TASK PROMPT: Look for "notice" in every line of the listing. Copy the lines that have it.

DATA EXTRACT:
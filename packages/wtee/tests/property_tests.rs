use proptest::prelude::*;

use wtee::{InputEncoding, LineReassembler};

fn arb_chunks() -> impl Strategy<Value = Vec<Vec<u8>>> {
    prop::collection::vec(prop::collection::vec(any::<u8>(), 1..24), 0..16)
}

/// Mostly text with plenty of newlines and multi-byte characters.
fn arb_text_chunks() -> impl Strategy<Value = Vec<Vec<u8>>> {
    let piece = prop_oneof![
        Just("\n".to_string()),
        Just("é".to_string()),
        Just("日本".to_string()),
        Just("\r\n".to_string()),
        "[a-z ]{1,6}",
    ];
    prop::collection::vec(piece, 0..40).prop_flat_map(|pieces| {
        let bytes = pieces.concat().into_bytes();
        let len = bytes.len();
        prop::collection::vec(0..=len, 0..8).prop_map(move |mut cuts| {
            cuts.push(0);
            cuts.push(len);
            cuts.sort_unstable();
            cuts.dedup();
            cuts.windows(2)
                .map(|w| bytes[w[0]..w[1]].to_vec())
                .filter(|c| !c.is_empty())
                .collect::<Vec<_>>()
        })
    })
}

fn run(encoding: InputEncoding, chunks: &[Vec<u8>]) -> Vec<String> {
    let mut reassembler = LineReassembler::new(encoding);
    let mut lines = Vec::new();
    for chunk in chunks {
        lines.extend(reassembler.feed(chunk));
    }
    lines.extend(reassembler.feed(b""));
    lines
}

// --- Content preservation ---

proptest! {
    #[test]
    fn utf8_lines_reproduce_lossy_input(chunks in arb_chunks()) {
        let lines = run(InputEncoding::Utf8, &chunks);
        let whole = chunks.concat();
        prop_assert_eq!(lines.concat(), String::from_utf8_lossy(&whole).into_owned());
    }

    #[test]
    fn text_split_anywhere_is_preserved(chunks in arb_text_chunks()) {
        let lines = run(InputEncoding::Utf8, &chunks);
        let whole = chunks.concat();
        prop_assert_eq!(lines.concat().into_bytes(), whole);
    }

    #[test]
    fn latin1_maps_every_byte(chunks in arb_chunks()) {
        let lines = run(InputEncoding::Latin1, &chunks);
        let expected: String = chunks.concat().iter().map(|&b| b as char).collect();
        prop_assert_eq!(lines.concat(), expected);
    }
}

// --- Line shape ---

proptest! {
    #[test]
    fn only_the_final_line_may_lack_a_newline(chunks in arb_chunks()) {
        let lines = run(InputEncoding::Utf8, &chunks);
        if let Some((last, rest)) = lines.split_last() {
            for line in rest {
                prop_assert!(line.ends_with('\n'));
                prop_assert_eq!(line.matches('\n').count(), 1);
            }
            prop_assert!(last.matches('\n').count() <= 1);
            prop_assert!(!last.is_empty());
        }
    }

    #[test]
    fn nothing_after_end_of_input(chunks in arb_chunks(), late in prop::collection::vec(any::<u8>(), 0..16)) {
        let mut reassembler = LineReassembler::new(InputEncoding::Utf8);
        for chunk in &chunks {
            reassembler.feed(chunk);
        }
        reassembler.feed(b"");
        prop_assert!(reassembler.feed(&late).is_empty());
        prop_assert!(reassembler.feed(b"").is_empty());
    }

    #[test]
    fn ascii_lines_plus_pending_tail_equal_input(
        chunks in prop::collection::vec("[a-c\n]{1,8}", 0..16)
    ) {
        let mut reassembler = LineReassembler::new(InputEncoding::Utf8);
        let mut emitted = String::new();
        for chunk in &chunks {
            for line in reassembler.feed(chunk.as_bytes()) {
                emitted.push_str(&line);
            }
        }
        emitted.push_str(reassembler.pending_tail());
        prop_assert_eq!(emitted, chunks.concat());
        prop_assert!(!reassembler.pending_tail().contains('\n'));
    }
}
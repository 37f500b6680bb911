use axum::{
    extract::State,
    http::header,
    response::{Html, IntoResponse},
};
use maud::{DOCTYPE, Markup, PreEscaped, html};
use serde::Serialize;

use crate::AppState;

/// Settings handed to the page script.
#[derive(Debug, Clone, Serialize)]
pub struct ClientConfig {
    #[serde(rename = "wrap-lines-initial")]
    pub wrap_lines_initial: bool,
    #[serde(rename = "history-lines")]
    pub history_lines: usize,
    pub tool: &'static str,
}

impl ClientConfig {
    pub fn new(wrap_lines_initial: bool, history_lines: usize) -> Self {
        Self {
            wrap_lines_initial,
            history_lines,
            tool: "wtee",
        }
    }

    /// JSON that is safe to inline inside a `<script>` element.
    pub fn to_inline_json(&self) -> String {
        serde_json::to_string(self)
            .unwrap_or_else(|_| "{}".to_string())
            .replace('<', "\\u003c")
    }
}

pub async fn index_page(State(state): State<AppState>) -> impl IntoResponse {
    let settings = &state.settings;
    let client_config = ClientConfig::new(settings.wrap_lines, settings.history_lines);

    (
        [(header::CACHE_CONTROL, "no-store, no-cache, must-revalidate, max-age=0")],
        Html(render_index(&settings.relative_root, &client_config).into_string()),
    )
}

pub fn render_index(root: &str, client_config: &ClientConfig) -> Markup {
    html! {
        (DOCTYPE)
        html {
            head {
                title { "wtee" }
                meta charset="utf-8";
                meta name="viewport" content="width=device-width, initial-scale=1";
                style { (PreEscaped(CSS)) }
            }
            body {
                div id="toolbar" {
                    span class="brand" { "wtee" }
                    label {
                        input type="checkbox" id="wrap-lines" checked[client_config.wrap_lines_initial];
                        " wrap lines"
                    }
                    label {
                        input type="checkbox" id="follow" checked;
                        " follow"
                    }
                    label {
                        input type="checkbox" id="strip-ansi";
                        " hide escapes"
                    }
                    button id="clear" { "clear" }
                    span id="status" class="status-connecting" { "connecting" }
                }
                div id="log-view" {}

                script id="wtee-config" type="application/json" data-root=(root) {
                    (PreEscaped(client_config.to_inline_json()))
                }
                script { (PreEscaped(JAVASCRIPT)) }
            }
        }
    }
}

const CSS: &str = r#"
html, body { margin: 0; height: 100%; background: #111827; color: #e5e7eb; }
body { display: flex; flex-direction: column; font-family: ui-monospace, Menlo, Consolas, monospace; font-size: 13px; }
#toolbar { display: flex; align-items: center; gap: 1rem; padding: 0.4rem 0.8rem; background: #1f2937; border-bottom: 1px solid #374151; flex-shrink: 0; }
#toolbar .brand { font-weight: bold; color: #60a5fa; }
#toolbar button { background: #374151; color: inherit; border: 1px solid #4b5563; border-radius: 3px; cursor: pointer; }
#status { margin-left: auto; font-size: 12px; }
.status-connecting { color: #fbbf24; }
.status-open { color: #34d399; }
.status-closed { color: #f87171; }
#log-view { flex: 1; overflow: auto; padding: 0.4rem 0.8rem; white-space: pre; }
#log-view.wrapped { white-space: pre-wrap; word-break: break-all; }
.log-entry { display: block; min-height: 1em; }
.log-entry-current { background: #1e3a5f; }
.log-notice { display: block; color: #9ca3af; font-style: italic; }
"#;

const JAVASCRIPT: &str = r#"
(function () {
    var configEl = document.getElementById('wtee-config');
    var config = JSON.parse(configEl.textContent);
    var root = configEl.dataset.root || '/';
    // 0 keeps every line.
    var maxLines = config['history-lines'] || 0;

    var view = document.getElementById('log-view');
    var wrap = document.getElementById('wrap-lines');
    var follow = document.getElementById('follow');
    var stripAnsi = document.getElementById('strip-ansi');
    var status = document.getElementById('status');
    var current = null;
    var ansi = /\x1b\[[0-9;?]*[ -\/]*[@-~]/g;

    function setStatus(text, cls) {
        status.textContent = text;
        status.className = cls;
    }

    function applyWrap() {
        view.classList.toggle('wrapped', wrap.checked);
    }

    function atBottom() {
        return view.scrollHeight - view.scrollTop - view.clientHeight < 4;
    }

    function trim() {
        if (maxLines === 0) {
            return;
        }
        while (view.childNodes.length > maxLines) {
            view.removeChild(view.firstChild);
        }
    }

    function append(nodes) {
        if (nodes.length === 0) {
            return;
        }
        var stick = atBottom();
        var fragment = document.createDocumentFragment();
        nodes.forEach(function (node) { fragment.appendChild(node); });
        view.appendChild(fragment);
        trim();

        if (current) {
            current.classList.remove('log-entry-current');
        }
        current = nodes[nodes.length - 1];
        current.classList.add('log-entry-current');

        if (follow.checked && stick) {
            view.scrollTop = view.scrollHeight;
        }
    }

    function entry(line) {
        var span = document.createElement('span');
        span.className = 'log-entry';
        line = line.replace(/\r?\n$/, '');
        if (stripAnsi.checked) {
            line = line.replace(ansi, '');
        }
        span.textContent = line === '' ? '\u200c' : line;
        return span;
    }

    function notice(text) {
        var span = document.createElement('span');
        span.className = 'log-notice';
        span.textContent = text;
        return span;
    }

    function connect() {
        var scheme = location.protocol === 'https:' ? 'wss:' : 'ws:';
        var socket = new WebSocket(scheme + '//' + location.host + root + 'ws');

        socket.onopen = function () {
            setStatus('connected', 'status-open');
        };
        socket.onmessage = function (event) {
            var lines;
            try {
                lines = JSON.parse(event.data);
            } catch (e) {
                return;
            }
            if (Array.isArray(lines)) {
                append(lines.map(entry));
            }
        };
        socket.onclose = function () {
            setStatus('disconnected', 'status-closed');
            append([notice('connection lost, retrying')]);
            setTimeout(connect, 2000);
        };
    }

    wrap.addEventListener('change', applyWrap);
    document.getElementById('clear').addEventListener('click', function () {
        view.innerHTML = '';
        current = null;
    });

    applyWrap();
    connect();
})();
"#;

ANSWER SECTION:
.log-notice { display: block; color: #9ca3af; font-style: italic; }
    function notice(text) {
        span.className = 'log-notice';
            append([notice('connection lost, retrying')]);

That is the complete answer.